Before the expiration of his lease, appellee attempted to get office space for the period of time desired by him in other buildings, but failed to do so. He then informed appellant that he would not vacate the offices on the date of the expiration of his lease, but would hold them, or attempt to hold them, until the time came for his removal to the other building, claiming he had a "holdover" right under said section 7 of the lease contract by the payment of $3 per day provided therein as liquidated damages. This construction of said clause of the contract was denied by appellant, and demand was again made on appellee to vacate the offices at the expiration of his lease. On the night of November 3, 1922, after appellant and his employés had left the offices for the night, by order of appellant, the locks on all the doors of the offices were changed, the water cut off, the light globes removed and the windows fastened down. This prevented appellee from entering the offices on the next morning except by consent of the manager or his agents, or by the use of force. At about 8:30 a. m. on November 4th, attorneys for appellant presented to the court its petition for the writ of injunction, and the court, about 8:50 a. m., placed his flat on said petition, directing the issuance of the writ of injunction, on appellant's filing a bond, conditioned as required by law, in the sum of $1,000. The bond was executed and approved by the clerk, the writ of injunction issued and served on appellee about 11:15 or 11:30 of the morning of that day.

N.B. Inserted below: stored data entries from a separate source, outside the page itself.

// SPDX-License-Identifier: BUSL-1.1
// Copyright (c) 2026 Alfred Jean LLC

//! Per-kiosk FIFO command queue with at-least-once delivery and retries
//! (spec §4.5).

use chrono::{DateTime, Utc};
use serde_json::json;
use sqlx::{Row, SqlitePool};
use uuid::Uuid;

use locker_core::command::{Command, CommandPayload, CommandResult, CommandStatus};
use locker_core::event::{EventType, NewEvent};

use crate::store::event_log::insert_event_tx;

pub struct CommandDispatcher {
    pool: SqlitePool,
    default_max_retries: u32,
    retry_base: chrono::Duration,
    retry_max: chrono::Duration,
}

impl CommandDispatcher {
    pub fn new(pool: SqlitePool, default_max_retries: u32) -> Self {
        Self {
            pool,
            default_max_retries,
            retry_base: chrono::Duration::milliseconds(1_000),
            retry_max: chrono::Duration::milliseconds(30_000),
        }
    }

    pub fn with_backoff(mut self, base_ms: u64, max_ms: u64) -> Self {
        self.retry_base = chrono::Duration::milliseconds(base_ms as i64);
        self.retry_max = chrono::Duration::milliseconds(max_ms as i64);
        self
    }

    /// Enqueue one command for a kiosk. Caller validates the payload
    /// structurally (`CommandPayload::validate`) before calling this.
    pub async fn enqueue(&self, kiosk_id: &str, payload: CommandPayload) -> anyhow::Result<Command> {
        let command = Command::new(kiosk_id, payload, self.default_max_retries);
        let mut tx = self.pool.begin().await?;

        sqlx::query(
            "INSERT INTO commands
             (command_id, kiosk_id, command_type, payload_json, status, retry_count, max_retries,
              next_attempt_at, created_at, completed_at, last_error)
             VALUES (?, ?, ?, ?, ?, ?, ?, ?, ?, NULL, NULL)",
        )
        .bind(command.command_id.to_string())
        .bind(&command.kiosk_id)
        .bind(command.payload.command_type())
        .bind(serde_json::to_string(&command.payload)?)
        .bind(command.status.as_str())
        .bind(command.retry_count)
        .bind(command.max_retries)
        .bind(command.next_attempt_at.to_rfc3339())
        .bind(command.created_at.to_rfc3339())
        .execute(&mut *tx)
        .await?;

        let event = NewEvent::new(kiosk_id, EventType::CommandEnqueued)
            .with_details(json!({ "command_id": command.command_id, "command_type": command.payload.command_type() }));
        insert_event_tx(&mut tx, &event).await?;

        tx.commit().await?;
        Ok(command)
    }

    /// `GET /commands?kiosk_id=K&limit=N`: claims up to `limit` pending,
    /// due commands by marking them `in_flight` so a concurrent poll from a
    /// retried connection doesn't redeliver them within the same window.
    pub async fn poll(&self, kiosk_id: &str, limit: i64) -> anyhow::Result<Vec<Command>> {
        let now = Utc::now();
        let mut tx = self.pool.begin().await?;

        let rows = sqlx::query(
            "SELECT command_id, kiosk_id, command_type, payload_json, status, retry_count, max_retries,
                    next_attempt_at, created_at, completed_at, last_error
             FROM commands
             WHERE kiosk_id = ? AND status = 'pending' AND next_attempt_at <= ?
             ORDER BY created_at ASC LIMIT ?",
        )
        .bind(kiosk_id)
        .bind(now.to_rfc3339())
        .bind(limit)
        .fetch_all(&mut *tx)
        .await?;

        let mut commands = Vec::with_capacity(rows.len());
        for row in &rows {
            let command = row_to_command(row)?;
            sqlx::query("UPDATE commands SET status = 'in_flight' WHERE command_id = ?")
                .bind(command.command_id.to_string())
                .execute(&mut *tx)
                .await?;
            commands.push(command);
        }

        tx.commit().await?;
        Ok(commands)
    }

    /// `POST /commands/complete`.
    pub async fn complete(&self, result: &CommandResult) -> anyhow::Result<bool> {
        let mut tx = self.pool.begin().await?;

        let row = sqlx::query(
            "SELECT kiosk_id, command_type, retry_count, max_retries FROM commands WHERE command_id = ?",
        )
        .bind(result.command_id.to_string())
        .fetch_optional(&mut *tx)
        .await?;

        let Some(row) = row else {
            tx.rollback().await.ok();
            return Ok(false);
        };
        let kiosk_id: String = row.try_get("kiosk_id")?;
        let command_type: String = row.try_get("command_type")?;
        let retry_count: i64 = row.try_get("retry_count")?;
        let max_retries: i64 = row.try_get("max_retries")?;

        if result.success {
            let now = Utc::now();
            let updated = sqlx::query(
                "UPDATE commands SET status = 'completed', completed_at = ?
                 WHERE command_id = ? AND status IN ('pending', 'in_flight')",
            )
            .bind(now.to_rfc3339())
            .bind(result.command_id.to_string())
            .execute(&mut *tx)
            .await?;

            if updated.rows_affected() == 0 {
                tx.rollback().await.ok();
                return Ok(false);
            }

            let event = NewEvent::new(&kiosk_id, EventType::CommandCompleted).with_details(json!({
                "command_id": result.command_id,
                "command_type": command_type,
            }));
            insert_event_tx(&mut tx, &event).await?;
        } else {
            let new_retry_count = retry_count + 1;
            if new_retry_count >= max_retries {
                let updated = sqlx::query(
                    "UPDATE commands SET status = 'failed', retry_count = ?, last_error = ?
                     WHERE command_id = ? AND status IN ('pending', 'in_flight')",
                )
                .bind(new_retry_count)
                .bind(&result.error)
                .bind(result.command_id.to_string())
                .execute(&mut *tx)
                .await?;

                if updated.rows_affected() == 0 {
                    tx.rollback().await.ok();
                    return Ok(false);
                }

                let event = NewEvent::new(&kiosk_id, EventType::CommandFailed).with_details(json!({
                    "command_id": result.command_id,
                    "command_type": command_type,
                    "error": result.error,
                }));
                insert_event_tx(&mut tx, &event).await?;
            } else {
                let next_attempt_at = Utc::now() + self.backoff_for(new_retry_count as u32);
                let updated = sqlx::query(
                    "UPDATE commands SET status = 'pending', retry_count = ?, next_attempt_at = ?, last_error = ?
                     WHERE command_id = ? AND status IN ('pending', 'in_flight')",
                )
                .bind(new_retry_count)
                .bind(next_attempt_at.to_rfc3339())
                .bind(&result.error)
                .bind(result.command_id.to_string())
                .execute(&mut *tx)
                .await?;

                if updated.rows_affected() == 0 {
                    tx.rollback().await.ok();
                    return Ok(false);
                }
            }
        }

        tx.commit().await?;
        Ok(true)
    }

    /// `POST /commands/clear-stale`: fails pending commands left over from a
    /// prior kiosk lifetime.
    pub async fn clear_stale(&self, kiosk_id: &str, stale_threshold: chrono::Duration) -> anyhow::Result<u64> {
        let cutoff = Utc::now() - stale_threshold;
        let mut tx = self.pool.begin().await?;

        let stale = sqlx::query(
            "SELECT command_id FROM commands WHERE kiosk_id = ? AND status = 'pending' AND created_at < ?",
        )
        .bind(kiosk_id)
        .bind(cutoff.to_rfc3339())
        .fetch_all(&mut *tx)
        .await?;

        let count = stale.len() as u64;
        if count > 0 {
            sqlx::query(
                "UPDATE commands SET status = 'failed', last_error = 'stale across restart'
                 WHERE kiosk_id = ? AND status = 'pending' AND created_at < ?",
            )
            .bind(kiosk_id)
            .bind(cutoff.to_rfc3339())
            .execute(&mut *tx)
            .await?;
        }

        tx.commit().await?;
        Ok(count)
    }

    fn backoff_for(&self, retry_count: u32) -> chrono::Duration {
        let factor = 1i64.checked_shl(retry_count).unwrap_or(i64::MAX);
        let scaled = self.retry_base.num_milliseconds().saturating_mul(factor);
        chrono::Duration::milliseconds(scaled.min(self.retry_max.num_milliseconds()))
    }
}

fn row_to_command(row: &sqlx::sqlite::SqliteRow) -> anyhow::Result<Command> {
    let command_id: String = row.try_get("command_id")?;
    let payload_str: String = row.try_get("payload_json")?;
    let status_str: String = row.try_get("status")?;
    let next_attempt_str: String = row.try_get("next_attempt_at")?;
    let created_at_str: String = row.try_get("created_at")?;
    let completed_at_str: Option<String> = row.try_get("completed_at")?;

    Ok(Command {
        command_id: Uuid::parse_str(&command_id)?,
        kiosk_id: row.try_get("kiosk_id")?,
        payload: serde_json::from_str::<CommandPayload>(&payload_str)?,
        status: CommandStatus::parse(&status_str)
            .ok_or_else(|| anyhow::anyhow!("unknown command status {status_str}"))?,
        retry_count: row.try_get::<i64, _>("retry_count")? as u32,
        max_retries: row.try_get::<i64, _>("max_retries")? as u32,
        next_attempt_at: DateTime::parse_from_rfc3339(&next_attempt_str)?.with_timezone(&Utc),
        created_at: DateTime::parse_from_rfc3339(&created_at_str)?.with_timezone(&Utc),
        completed_at: completed_at_str
            .map(|s| DateTime::parse_from_rfc3339(&s).map(|d| d.with_timezone(&Utc)))
            .transpose()?,
        last_error: row.try_get("last_error")?,
    })
}

#[cfg(test)]
#[path = "dispatcher_tests.rs"]
mod tests;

After the court had indorsed his fiat on the petition and directed the issuance of the injunction, but before the same was served upon appellee, appellee came to his office, and, on finding that he was locked out, immediately went and consulted his attorney, with the result that he employed a locksmith, and, by such aid, re-entered his offices, and was in same when the writ of injunction was served. Under an oral modification of the writ of injunction secured by appellee's attorney, appellee was permitted to remain in his offices pending a hearing to be had on the injunction. Such holding of the offices by appellee was at first without the consent of appellant, and, in order to hold them, appellee remained in the offices during the entire day and night, and until an agreement was reached between the parties, permitting such occupation of the offices by appellee, until the court could hear and determine the motion to dissolve the injunction.
The petition for injunction was drawn on the theory that appellant had secured full possession of the offices and should be protected in its use and enjoyment of same. It is not deemed necessary to set out appellant's petition for injunction; suffice it to say that, if appellant's theory of possession is correct, its allegations are sufficient to secure the relief sought. However, on November 8th, after appellee had regained entrance to his offices and was occupying them in the manner above stated, appellant filed an amended petition making fuller allegations in reference to its ground for relief, but showing that appellee was then occupying the offices, alleging, however, that such occupancy was without its consent, without any right whatever, and in defiance of the court's order. This amended petition supersedes the original petition, and relates back to the time when it was filed. On the motion to dissolve, the injunction must be deemed granted on the amended petition.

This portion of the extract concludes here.